THE TASK: Print the data again, exactly.

___ SUPPLIED DATA

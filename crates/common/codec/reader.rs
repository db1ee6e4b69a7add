use ethereum_types::U256;
use mam_common::Address;
use mam_common::constants::{ADDRESS_LENGTH, DATA_LEN_LENGTH};

use crate::{decode::unpack_int, error::CodecError};

/// A bounds-checked cursor over a parameter or storage buffer.
///
/// Every read names the field being read so malformed input surfaces as a
/// [`CodecError`] that says what was missing, never as a panic.
///
/// ```
/// # use mam_codec::ByteReader;
/// let buf = [0x00, 0x2A, 0xFF];
/// let mut reader = ByteReader::new(&buf);
/// assert_eq!(reader.read_u16("flags").unwrap(), 42);
/// assert_eq!(reader.rest(), &[0xFF]);
/// ```
#[derive(Debug)]
pub struct ByteReader<'a> {
    buf: &'a [u8],
    offset: usize,
}

impl<'a> ByteReader<'a> {
    pub fn new(buf: &'a [u8]) -> Self {
        Self { buf, offset: 0 }
    }

    /// Current read position.
    pub fn offset(&self) -> usize {
        self.offset
    }

    pub fn is_empty(&self) -> bool {
        self.offset >= self.buf.len()
    }

    /// Take the next `len` bytes.
    pub fn take(&mut self, len: usize, field: &'static str) -> Result<&'a [u8], CodecError> {
        let end = self
            .offset
            .checked_add(len)
            .ok_or(CodecError::LengthOverflow(len as u64))?;
        let bytes = self
            .buf
            .get(self.offset..end)
            .ok_or(CodecError::UnexpectedEof(field))?;
        self.offset = end;
        Ok(bytes)
    }

    pub fn read_u8(&mut self, field: &'static str) -> Result<u8, CodecError> {
        Ok(self.take(1, field)?[0])
    }

    pub fn read_u16(&mut self, field: &'static str) -> Result<u16, CodecError> {
        Ok(u16::from_be_bytes(self.fixed(field)?))
    }

    pub fn read_u32(&mut self, field: &'static str) -> Result<u32, CodecError> {
        Ok(u32::from_be_bytes(self.fixed(field)?))
    }

    pub fn read_u64(&mut self, field: &'static str) -> Result<u64, CodecError> {
        Ok(u64::from_be_bytes(self.fixed(field)?))
    }

    pub fn read_address(&mut self, field: &'static str) -> Result<Address, CodecError> {
        let bytes = self.take(ADDRESS_LENGTH, field)?;
        Address::from_slice(bytes).ok_or(CodecError::UnexpectedEof(field))
    }

    /// Read a packed integer (8-byte length, then that many value bytes).
    pub fn read_packed_int(&mut self, field: &'static str) -> Result<U256, CodecError> {
        let (value, next) = unpack_int(self.buf, self.offset).map_err(|err| match err {
            CodecError::UnexpectedEof(_) => CodecError::UnexpectedEof(field),
            other => other,
        })?;
        self.offset = next;
        Ok(value)
    }

    /// Read an 8-byte length prefix, then that many bytes.
    pub fn read_length_prefixed(
        &mut self,
        field: &'static str,
    ) -> Result<&'a [u8], CodecError> {
        let len = u64::from_be_bytes(self.fixed::<DATA_LEN_LENGTH>(field)?);
        let len = usize::try_from(len).map_err(|_| CodecError::LengthOverflow(len))?;
        self.take(len, field)
    }

    /// Everything after the current position, without advancing.
    pub fn rest(&self) -> &'a [u8] {
        self.buf.get(self.offset..).unwrap_or_default()
    }

    fn fixed<const N: usize>(&mut self, field: &'static str) -> Result<[u8; N], CodecError> {
        self.take(N, field)?
            .try_into()
            .map_err(|_| CodecError::UnexpectedEof(field))
    }
}
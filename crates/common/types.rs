//! Core identifier types.

use std::fmt;

use serde::{Deserialize, Serialize};

use crate::constants::ADDRESS_LENGTH;

/// Identifier of a deployed application instance.
///
/// Ids are assigned monotonically starting at 1; id 0 is permanently bound
/// to the native-coin application. Records encode the id as 4 big-endian
/// bytes (see [`crate::constants::INSTANCE_ID_LENGTH`]).
pub type InstanceId = u32;

/// A 12-byte account address.
///
/// Application instances live at reserved addresses of the form
/// `0x0000000000000000000000 ‖ u16_be(id)`; every other value is a regular
/// account address.
#[derive(
    Clone, Copy, PartialEq, Eq, PartialOrd, Ord, Hash, Default, Serialize, Deserialize,
)]
pub struct Address(pub [u8; ADDRESS_LENGTH]);

impl Address {
    /// The all-zero address. Used by the marketplace as the "anyone may
    /// match" counterparty sentinel.
    pub const ZERO: Address = Address([0u8; ADDRESS_LENGTH]);

    /// The reserved address of the application instance with the given id.
    pub fn instance(id: u16) -> Address {
        let mut bytes = [0u8; ADDRESS_LENGTH];
        bytes[ADDRESS_LENGTH - 2..].copy_from_slice(&id.to_be_bytes());
        Address(bytes)
    }

    /// Whether this address matches the reserved instance-address pattern.
    pub fn is_instance_address(&self) -> bool {
        self.0[..ADDRESS_LENGTH - 2].iter().all(|b| *b == 0)
    }

    /// Build an address from a slice, which must be exactly 12 bytes long.
    pub fn from_slice(bytes: &[u8]) -> Option<Address> {
        let bytes: [u8; ADDRESS_LENGTH] = bytes.try_into().ok()?;
        Some(Address(bytes))
    }

    pub fn as_bytes(&self) -> &[u8] {
        &self.0
    }
}

impl From<[u8; ADDRESS_LENGTH]> for Address {
    fn from(bytes: [u8; ADDRESS_LENGTH]) -> Self {
        Address(bytes)
    }
}

impl AsRef<[u8]> for Address {
    fn as_ref(&self) -> &[u8] {
        &self.0
    }
}

impl fmt::Display for Address {
    fn fmt(&self, f: &mut fmt::Formatter<'_>) -> fmt::Result {
        write!(f, "0x{}", hex::encode(self.0))
    }
}

impl fmt::Debug for Address {
    fn fmt(&self, f: &mut fmt::Formatter<'_>) -> fmt::Result {
        fmt::Display::fmt(self, f)
    }
}
//! Fixed widths of the binary storage layouts.

/// Width of an account address, in bytes.
pub const ADDRESS_LENGTH: usize = 12;

/// Width of an application instance id inside storage records, in bytes.
pub const INSTANCE_ID_LENGTH: usize = 4;

/// Width of a block number, in bytes.
pub const BNUM_LENGTH: usize = 8;

/// Width of every big-endian length prefix inside storage records, in bytes.
pub const DATA_LEN_LENGTH: usize = 8;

______

RESPONSE TO THE EXERCISE:
filename crates/common/codec/reader.rs
repository db1ee6e4b69a7add
use ethereum_types::U256;
use mam_common::Address;
use mam_common::constants::{ADDRESS_LENGTH, DATA_LEN_LENGTH};

use crate::{decode::unpack_int, error::CodecError};

/// A bounds-checked cursor over a parameter or storage buffer.
///
/// Every read names the field being read so malformed input surfaces as a
/// [`CodecError`] that says what was missing, never as a panic.
///
/// ```
/// # use mam_codec::ByteReader;
/// let buf = [0x00, 0x2A, 0xFF];
/// let mut reader = ByteReader::new(&buf);
/// assert_eq!(reader.read_u16("flags").unwrap(), 42);
/// assert_eq!(reader.rest(), &[0xFF]);
/// ```
#[derive(Debug)]
pub struct ByteReader<'a> {
    buf: &'a [u8],
    offset: usize,
}

impl<'a> ByteReader<'a> {
    pub fn new(buf: &'a [u8]) -> Self {
        Self { buf, offset: 0 }
    }

    /// Current read position.
    pub fn offset(&self) -> usize {
        self.offset
    }

    pub fn is_empty(&self) -> bool {
        self.offset >= self.buf.len()
    }

    /// Take the next `len` bytes.
    pub fn take(&mut self, len: usize, field: &'static str) -> Result<&'a [u8], CodecError> {
        let end = self
            .offset
            .checked_add(len)
            .ok_or(CodecError::LengthOverflow(len as u64))?;
        let bytes = self
            .buf
            .get(self.offset..end)
            .ok_or(CodecError::UnexpectedEof(field))?;
        self.offset = end;
        Ok(bytes)
    }

    pub fn read_u8(&mut self, field: &'static str) -> Result<u8, CodecError> {
        Ok(self.take(1, field)?[0])
    }

    pub fn read_u16(&mut self, field: &'static str) -> Result<u16, CodecError> {
        Ok(u16::from_be_bytes(self.fixed(field)?))
    }

    pub fn read_u32(&mut self, field: &'static str) -> Result<u32, CodecError> {
        Ok(u32::from_be_bytes(self.fixed(field)?))
    }

    pub fn read_u64(&mut self, field: &'static str) -> Result<u64, CodecError> {
        Ok(u64::from_be_bytes(self.fixed(field)?))
    }

    pub fn read_address(&mut self, field: &'static str) -> Result<Address, CodecError> {
        let bytes = self.take(ADDRESS_LENGTH, field)?;
        Address::from_slice(bytes).ok_or(CodecError::UnexpectedEof(field))
    }

    /// Read a packed integer (8-byte length, then that many value bytes).
    pub fn read_packed_int(&mut self, field: &'static str) -> Result<U256, CodecError> {
        let (value, next) = unpack_int(self.buf, self.offset).map_err(|err| match err {
            CodecError::UnexpectedEof(_) => CodecError::UnexpectedEof(field),
            other => other,
        })?;
        self.offset = next;
        Ok(value)
    }

    /// Read an 8-byte length prefix, then that many bytes.
    pub fn read_length_prefixed(
        &mut self,
        field: &'static str,
    ) -> Result<&'a [u8], CodecError> {
        let len = u64::from_be_bytes(self.fixed::<DATA_LEN_LENGTH>(field)?);
        let len = usize::try_from(len).map_err(|_| CodecError::LengthOverflow(len))?;
        self.take(len, field)
    }

    /// Everything after the current position, without advancing.
    pub fn rest(&self) -> &'a [u8] {
        self.buf.get(self.offset..).unwrap_or_default()
    }

    fn fixed<const N: usize>(&mut self, field: &'static str) -> Result<[u8; N], CodecError> {
        self.take(N, field)?
            .try_into()
            .map_err(|_| CodecError::UnexpectedEof(field))
    }
}
filename crates/common/types.rs
//! Core identifier types.

use std::fmt;

use serde::{Deserialize, Serialize};

use crate::constants::ADDRESS_LENGTH;

/// Identifier of a deployed application instance.
///
/// Ids are assigned monotonically starting at 1; id 0 is permanently bound
/// to the native-coin application. Records encode the id as 4 big-endian
/// bytes (see [`crate::constants::INSTANCE_ID_LENGTH`]).
pub type InstanceId = u32;

/// A 12-byte account address.
///
/// Application instances live at reserved addresses of the form
/// `0x0000000000000000000000 ‖ u16_be(id)`; every other value is a regular
/// account address.
#[derive(
    Clone, Copy, PartialEq, Eq, PartialOrd, Ord, Hash, Default, Serialize, Deserialize,
)]
pub struct Address(pub [u8; ADDRESS_LENGTH]);

impl Address {
    /// The all-zero address. Used by the marketplace as the "anyone may
    /// match" counterparty sentinel.
    pub const ZERO: Address = Address([0u8; ADDRESS_LENGTH]);

    /// The reserved address of the application instance with the given id.
    pub fn instance(id: u16) -> Address {
        let mut bytes = [0u8; ADDRESS_LENGTH];
        bytes[ADDRESS_LENGTH - 2..].copy_from_slice(&id.to_be_bytes());
        Address(bytes)
    }

    /// Whether this address matches the reserved instance-address pattern.
    pub fn is_instance_address(&self) -> bool {
        self.0[..ADDRESS_LENGTH - 2].iter().all(|b| *b == 0)
    }

    /// Build an address from a slice, which must be exactly 12 bytes long.
    pub fn from_slice(bytes: &[u8]) -> Option<Address> {
        let bytes: [u8; ADDRESS_LENGTH] = bytes.try_into().ok()?;
        Some(Address(bytes))
    }

    pub fn as_bytes(&self) -> &[u8] {
        &self.0
    }
}

impl From<[u8; ADDRESS_LENGTH]> for Address {
    fn from(bytes: [u8; ADDRESS_LENGTH]) -> Self {
        Address(bytes)
    }
}

impl AsRef<[u8]> for Address {
    fn as_ref(&self) -> &[u8] {
        &self.0
    }
}

impl fmt::Display for Address {
    fn fmt(&self, f: &mut fmt::Formatter<'_>) -> fmt::Result {
        write!(f, "0x{}", hex::encode(self.0))
    }
}

impl fmt::Debug for Address {
    fn fmt(&self, f: &mut fmt::Formatter<'_>) -> fmt::Result {
        fmt::Display::fmt(self, f)
    }
}
//! Fixed widths of the binary storage layouts.

/// Width of an account address, in bytes.
pub const ADDRESS_LENGTH: usize = 12;

/// Width of an application instance id inside storage records, in bytes.
pub const INSTANCE_ID_LENGTH: usize = 4;

/// Width of a block number, in bytes.
pub const BNUM_LENGTH: usize = 8;

/// Width of every big-endian length prefix inside storage records, in bytes.
pub const DATA_LEN_LENGTH: usize = 8;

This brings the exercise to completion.